| REQUIRED ACTION |
For each line below, check for the word "OnceLock", then state how many lines contain it, with no other output.

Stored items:

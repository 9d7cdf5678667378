//! Per-language lexical vocabularies: keyword tables and operator tables.
//!
//! Operators are matched longest-first against the three tables in order.

use janus_ast::SyntaxKind;
use janus_core::Language;
use rustc_hash::FxHashMap;
use std::sync::OnceLock;

use SyntaxKind::*;

/// Everything that distinguishes one language's lexer from the other's.
pub struct Lexicon {
    keywords: FxHashMap<&'static str, SyntaxKind>,
    three_char: &'static [(&'static str, SyntaxKind)],
    two_char: &'static [(&'static str, SyntaxKind)],
    one_char: &'static [(char, SyntaxKind)],
    /// `$` allowed in identifiers (JavaScript).
    pub dollar_identifiers: bool,
    /// `@"…"` verbatim strings (C#).
    pub verbatim_strings: bool,
    /// Backtick-quoted strings (JavaScript).
    pub template_strings: bool,
    /// Trailing numeric-literal suffixes `f d m l` (C#).
    pub numeric_suffixes: bool,
}

impl Lexicon {
    pub fn for_language(language: Language) -> &'static Lexicon {
        match language {
            Language::JavaScript => js_lexicon(),
            Language::CSharp => cs_lexicon(),
        }
    }

    pub fn keyword(&self, text: &str) -> Option<SyntaxKind> {
        self.keywords.get(text).copied()
    }

    /// Longest-match operator lookup at the head of `rest`. Returns the
    /// kind and its byte length.
    pub fn match_operator(&self, rest: &str) -> Option<(SyntaxKind, usize)> {
        for &(op, kind) in self.three_char {
            if rest.starts_with(op) {
                return Some((kind, 3));
            }
        }
        for &(op, kind) in self.two_char {
            if rest.starts_with(op) {
                return Some((kind, 2));
            }
        }
        let first = rest.chars().next()?;
        for &(ch, kind) in self.one_char {
            if first == ch {
                return Some((kind, first.len_utf8()));
            }
        }
        None
    }
}

const JS_KEYWORDS: &[(&str, SyntaxKind)] = &[
    ("var", VarKeyword),
    ("let", LetKeyword),
    ("const", ConstKeyword),
    ("function", FunctionKeyword),
    ("class", ClassKeyword),
    ("if", IfKeyword),
    ("else", ElseKeyword),
    ("while", WhileKeyword),
    ("for", ForKeyword),
    ("return", ReturnKeyword),
    ("break", BreakKeyword),
    ("continue", ContinueKeyword),
    ("try", TryKeyword),
    ("catch", CatchKeyword),
    ("finally", FinallyKeyword),
    ("throw", ThrowKeyword),
    ("new", NewKeyword),
    ("this", ThisKeyword),
    ("super", SuperKeyword),
    ("import", ImportKeyword),
    ("export", ExportKeyword),
    ("default", DefaultKeyword),
    ("async", AsyncKeyword),
    ("await", AwaitKeyword),
    ("switch", SwitchKeyword),
    ("case", CaseKeyword),
    ("true", TrueKeyword),
    ("false", FalseKeyword),
    ("null", NullKeyword),
    ("undefined", UndefinedKeyword),
    ("typeof", TypeOfKeyword),
    ("instanceof", InstanceOfKeyword),
    ("in", InKeyword),
    ("of", OfKeyword),
];

const CS_EXTRA_KEYWORDS: &[(&str, SyntaxKind)] = &[
    ("using", UsingKeyword),
    ("namespace", NamespaceKeyword),
    ("struct", StructKeyword),
    ("interface", InterfaceKeyword),
    ("enum", EnumKeyword),
    ("delegate", DelegateKeyword),
    ("public", PublicKeyword),
    ("private", PrivateKeyword),
    ("protected", ProtectedKeyword),
    ("internal", InternalKeyword),
    ("static", StaticKeyword),
    ("readonly", ReadonlyKeyword),
    ("virtual", VirtualKeyword),
    ("override", OverrideKeyword),
    ("abstract", AbstractKeyword),
    ("sealed", SealedKeyword),
    ("partial", PartialKeyword),
    ("int", IntKeyword),
    ("string", StringKeyword),
    ("bool", BoolKeyword),
    ("double", DoubleKeyword),
    ("float", FloatKeyword),
    ("decimal", DecimalKeyword),
    ("char", CharKeyword),
    ("byte", ByteKeyword),
    ("short", ShortKeyword),
    ("long", LongKeyword),
    ("uint", UIntKeyword),
    ("ushort", UShortKeyword),
    ("ulong", ULongKeyword),
    ("sbyte", SByteKeyword),
    ("foreach", ForeachKeyword),
    ("do", DoKeyword),
    ("base", BaseKeyword),
    ("void", VoidKeyword),
    ("out", OutKeyword),
    ("ref", RefKeyword),
    ("params", ParamsKeyword),
    ("where", WhereKeyword),
    ("select", SelectKeyword),
    ("from", FromKeyword),
    ("group", GroupKeyword),
    ("orderby", OrderByKeyword),
    ("get", GetKeyword),
    ("set", SetKeyword),
    ("add", AddKeyword),
    ("remove", RemoveKeyword),
    ("event", EventKeyword),
    ("operator", OperatorKeyword),
    ("implicit", ImplicitKeyword),
    ("explicit", ExplicitKeyword),
];

const JS_THREE_CHAR: &[(&str, SyntaxKind)] = &[
    ("===", EqualsEqualsEqualsToken),
    ("!==", ExclamationEqualsEqualsToken),
];

const JS_TWO_CHAR: &[(&str, SyntaxKind)] = &[
    ("==", EqualsEqualsToken),
    ("!=", ExclamationEqualsToken),
    ("<=", LessThanEqualsToken),
    (">=", GreaterThanEqualsToken),
    ("&&", AmpersandAmpersandToken),
    ("||", BarBarToken),
    ("++", PlusPlusToken),
    ("--", MinusMinusToken),
    ("+=", PlusEqualsToken),
    ("-=", MinusEqualsToken),
    ("*=", AsteriskEqualsToken),
    ("/=", SlashEqualsToken),
    ("%=", PercentEqualsToken),
];

const CS_THREE_CHAR: &[(&str, SyntaxKind)] = &[
    ("<<=", LessThanLessThanEqualsToken),
    (">>=", GreaterThanGreaterThanEqualsToken),
    ("??=", QuestionQuestionEqualsToken),
];

const CS_TWO_CHAR: &[(&str, SyntaxKind)] = &[
    ("==", EqualsEqualsToken),
    ("!=", ExclamationEqualsToken),
    ("<=", LessThanEqualsToken),
    (">=", GreaterThanEqualsToken),
    ("&&", AmpersandAmpersandToken),
    ("||", BarBarToken),
    ("++", PlusPlusToken),
    ("--", MinusMinusToken),
    ("+=", PlusEqualsToken),
    ("-=", MinusEqualsToken),
    ("*=", AsteriskEqualsToken),
    ("/=", SlashEqualsToken),
    ("%=", PercentEqualsToken),
    ("&=", AmpersandEqualsToken),
    ("|=", BarEqualsToken),
    ("^=", CaretEqualsToken),
    ("<<", LessThanLessThanToken),
    (">>", GreaterThanGreaterThanToken),
    ("=>", EqualsGreaterThanToken),
    ("::", ColonColonToken),
    ("??", QuestionQuestionToken),
];

const SHARED_ONE_CHAR: &[(char, SyntaxKind)] = &[
    ('(', OpenParenToken),
    (')', CloseParenToken),
    ('{', OpenBraceToken),
    ('}', CloseBraceToken),
    ('[', OpenBracketToken),
    (']', CloseBracketToken),
    (';', SemicolonToken),
    (',', CommaToken),
    ('.', DotToken),
    (':', ColonToken),
    ('?', QuestionToken),
    ('+', PlusToken),
    ('-', MinusToken),
    ('*', AsteriskToken),
    ('/', SlashToken),
    ('%', PercentToken),
    ('=', EqualsToken),
    ('<', LessThanToken),
    ('>', GreaterThanToken),
    ('!', ExclamationToken),
];

const CS_ONE_CHAR_EXTRA: &[(char, SyntaxKind)] = &[
    ('&', AmpersandToken),
    ('|', BarToken),
    ('^', CaretToken),
    ('~', TildeToken),
];

fn js_lexicon() -> &'static Lexicon {
    static LEXICON: OnceLock<Lexicon> = OnceLock::new();
    LEXICON.get_or_init(|| Lexicon {
        keywords: JS_KEYWORDS.iter().copied().collect(),
        three_char: JS_THREE_CHAR,
        two_char: JS_TWO_CHAR,
        one_char: SHARED_ONE_CHAR,
        dollar_identifiers: true,
        verbatim_strings: false,
        template_strings: true,
        numeric_suffixes: false,
    })
}

fn cs_lexicon() -> &'static Lexicon {
    static LEXICON: OnceLock<Lexicon> = OnceLock::new();
    static CS_ONE_CHAR: OnceLock<Vec<(char, SyntaxKind)>> = OnceLock::new();
    LEXICON.get_or_init(|| {
        // The C# vocabulary is a strict superset of the JavaScript one.
        let keywords = JS_KEYWORDS
            .iter()
            .chain(CS_EXTRA_KEYWORDS.iter())
            .copied()
            .collect();
        let one_char = CS_ONE_CHAR.get_or_init(|| {
            SHARED_ONE_CHAR
                .iter()
                .chain(CS_ONE_CHAR_EXTRA.iter())
                .copied()
                .collect()
        });
        Lexicon {
            keywords,
            three_char: CS_THREE_CHAR,
            two_char: CS_TWO_CHAR,
            one_char,
            dollar_identifiers: false,
            verbatim_strings: true,
            template_strings: false,
            numeric_suffixes: true,
        }
    })
}

#[cfg(test)]
mod tests {
    use super::*;

    #[test]
    fn strict_equality_is_javascript_only() {
        let js = Lexicon::for_language(Language::JavaScript);
        let cs = Lexicon::for_language(Language::CSharp);
        assert_eq!(js.match_operator("=== x"), Some((EqualsEqualsEqualsToken, 3)));
        assert_eq!(cs.match_operator("=== x"), Some((EqualsEqualsToken, 2)));
    }

    #[test]
    fn null_coalescing_is_csharp_only() {
        let js = Lexicon::for_language(Language::JavaScript);
        let cs = Lexicon::for_language(Language::CSharp);
        assert_eq!(cs.match_operator("??= y"), Some((QuestionQuestionEqualsToken, 3)));
        assert_eq!(cs.match_operator("?? y"), Some((QuestionQuestionToken, 2)));
        assert_eq!(js.match_operator("?? y"), Some((QuestionToken, 1)));
    }

    #[test]
    fn keyword_sets_diverge() {
        let js = Lexicon::for_language(Language::JavaScript);
        let cs = Lexicon::for_language(Language::CSharp);
        assert_eq!(js.keyword("let"), Some(LetKeyword));
        assert_eq!(cs.keyword("foreach"), Some(ForeachKeyword));
        assert_eq!(js.keyword("foreach"), None);
        assert_eq!(js.keyword("namespace"), None);
        // The C# vocabulary is a superset of the JavaScript one.
        assert_eq!(cs.keyword("let"), Some(LetKeyword));
        assert_eq!(cs.keyword("default"), Some(DefaultKeyword));
    }

    #[test]
    fn longest_match_wins() {
        let cs = Lexicon::for_language(Language::CSharp);
        assert_eq!(cs.match_operator("<<= 1"), Some((LessThanLessThanEqualsToken, 3)));
        assert_eq!(cs.match_operator("<< 1"), Some((LessThanLessThanToken, 2)));
        assert_eq!(cs.match_operator("< 1"), Some((LessThanToken, 1)));
    }
}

| RESULT FOR THIS TASK |
4